Cardiovascular Technology/Technologist
Tech badges, real scopes, hospital work without the 4 years.
Two-year associate degree, no bachelor's required for most of these roles, and hospital-level pay ($60–100k median across most specialties). Every one of these jobs is hands-on and hard to automate. Hiring is steady because hospitals are always short on techs.
Not all "techs" are equal. Cardiac tech pays $67k and grows slowly. Sonography pays $89k and grows 13%. Radiation and nuclear pay more but are harder to break into. Picking the right specialty matters — the $20–40k gap between cardiac and sonography is worth knowing before you enroll.

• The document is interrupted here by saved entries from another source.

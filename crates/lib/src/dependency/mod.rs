//! Buildpack dependencies: declaration, version resolution and caching.
//!
//! Dependencies are declared in `buildpack.toml`. The [`DependencyResolver`]
//! picks the entry matching an id and version constraint; the
//! [`DependencyCache`] turns that entry into a local file.

pub(crate) mod cache;

use semver::{Version, VersionReq};
use serde::{Deserialize, Serialize};
use thiserror::Error;
use tracing::debug;

pub use cache::DependencyCache;

/// Errors that can occur while resolving or obtaining a dependency.
#[derive(Debug, Error)]
pub enum DependencyError {
  #[error("invalid version constraint '{constraint}': {source}")]
  InvalidConstraint {
    constraint: String,
    #[source]
    source: semver::Error,
  },

  #[error("no valid dependencies for {id}, {constraint}, and {stack} in [{candidates}]")]
  NoMatch {
    id: String,
    constraint: String,
    stack: String,
    candidates: String,
  },

  #[error("failed to create directory {}: {source}", path.display())]
  CreateDir {
    path: std::path::PathBuf,
    source: std::io::Error,
  },

  #[error("fetch failed for {url}: {message}")]
  FetchFailed { url: String, message: String },

  #[error("hash mismatch for {url}: expected {expected}, got {actual}")]
  HashMismatch {
    url: String,
    expected: String,
    actual: String,
  },

  #[error("io error: {0}")]
  Io(#[from] std::io::Error),
}

/// A downloadable artifact declared in `buildpack.toml`.
#[derive(Debug, Clone, Default, PartialEq, Eq, Deserialize, Serialize)]
pub struct BuildpackDependency {
  pub id: String,
  #[serde(default)]
  pub name: String,
  pub version: String,
  pub uri: String,
  #[serde(default, skip_serializing_if = "Option::is_none")]
  pub sha256: Option<String>,
  #[serde(default)]
  pub stacks: Vec<String>,
  #[serde(default, skip_serializing_if = "Vec::is_empty")]
  pub licenses: Vec<DependencyLicense>,
  #[serde(default, skip_serializing_if = "Option::is_none")]
  pub purl: Option<String>,
  #[serde(default, skip_serializing_if = "Vec::is_empty")]
  pub cpes: Vec<String>,
}

#[derive(Debug, Clone, Default, PartialEq, Eq, Deserialize, Serialize)]
pub struct DependencyLicense {
  #[serde(default, rename = "type")]
  pub type_: String,
  #[serde(default)]
  pub uri: String,
}

impl BuildpackDependency {
  /// Whether this dependency can be used on `stack`. No stack id means any stack.
  pub fn supports_stack(&self, stack: Option<&str>) -> bool {
    match stack {
      None => true,
      Some(stack) => self.stacks.is_empty() || self.stacks.iter().any(|s| s == "*" || s == stack),
    }
  }

  /// Metadata recorded in the layer TOML so a contributed layer names its source.
  pub fn layer_metadata(&self) -> toml::Table {
    let mut table = toml::Table::new();
    table.insert("id".into(), self.id.clone().into());
    table.insert("name".into(), self.name.clone().into());
    table.insert("version".into(), self.version.clone().into());
    table.insert("uri".into(), self.uri.clone().into());
    if let Some(sha256) = &self.sha256 {
      table.insert("sha256".into(), sha256.clone().into());
    }
    table
  }
}

/// How a configured version string is matched against declared versions.
#[derive(Debug, Clone, PartialEq)]
enum Constraint {
  Any,
  Exact(Version),
  Req(VersionReq),
}

impl Constraint {
  fn parse(constraint: &str) -> Result<Self, DependencyError> {
    let constraint = constraint.trim();
    if constraint.is_empty() || constraint == "*" {
      return Ok(Self::Any);
    }
    if let Ok(version) = Version::parse(constraint) {
      return Ok(Self::Exact(version));
    }
    VersionReq::parse(constraint)
      .map(Self::Req)
      .map_err(|source| DependencyError::InvalidConstraint {
        constraint: constraint.to_string(),
        source,
      })
  }

  fn matches(&self, version: &Version) -> bool {
    match self {
      Self::Any => true,
      Self::Exact(exact) => exact == version,
      Self::Req(req) => req.matches(version),
    }
  }
}

/// Selects a dependency by id and version constraint.
#[derive(Debug, Clone)]
pub struct DependencyResolver {
  dependencies: Vec<BuildpackDependency>,
  stack: Option<String>,
}

impl DependencyResolver {
  pub fn new(dependencies: Vec<BuildpackDependency>, stack: Option<String>) -> Self {
    Self { dependencies, stack }
  }

  /// Return the highest version of `id` satisfying `constraint`.
  ///
  /// An empty constraint or `*` matches any version, a bare version is an
  /// exact match, anything else is parsed as a semver requirement.
  pub fn resolve(&self, id: &str, constraint: &str) -> Result<BuildpackDependency, DependencyError> {
    let parsed = Constraint::parse(constraint)?;

    let mut candidates: Vec<(Version, &BuildpackDependency)> = self
      .dependencies
      .iter()
      .filter(|d| d.id == id && d.supports_stack(self.stack.as_deref()))
      .filter_map(|d| match Version::parse(&d.version) {
        Ok(version) => Some((version, d)),
        Err(e) => {
          debug!(id = %d.id, version = %d.version, error = %e, "skipping dependency with invalid version");
          None
        }
      })
      .filter(|(version, _)| parsed.matches(version))
      .collect();

    candidates.sort_by(|a, b| b.0.cmp(&a.0));

    match candidates.first() {
      Some((_, dependency)) => Ok((*dependency).clone()),
      None => Err(DependencyError::NoMatch {
        id: id.to_string(),
        constraint: constraint.to_string(),
        stack: self.stack.clone().unwrap_or_else(|| "*".to_string()),
        candidates: self
          .dependencies
          .iter()
          .filter(|d| d.id == id)
          .map(|d| d.version.as_str())
          .collect::<Vec<_>>()
          .join(", "),
      }),
    }
  }
}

The ceiling specialties: medical dosimetrist ($138k), PA ($133k but needs master's + bachelor's), radiation therapist ($102k), nuclear med ($97k). Many techs use the associate's as a bridge — work 2–3 years, then back to school for PA, RN, or medical imaging specialist certs. Layer credentials; don't stop at the first one.
AI reads scans — radiology algorithms catch some things humans miss, but a licensed tech still runs the machine and a radiologist still reads the report. The hands-on, patient-facing work (EMS, cardiac, surgical) is untouched. The reading-and-flagging work (imaging review) is augmented, not replaced.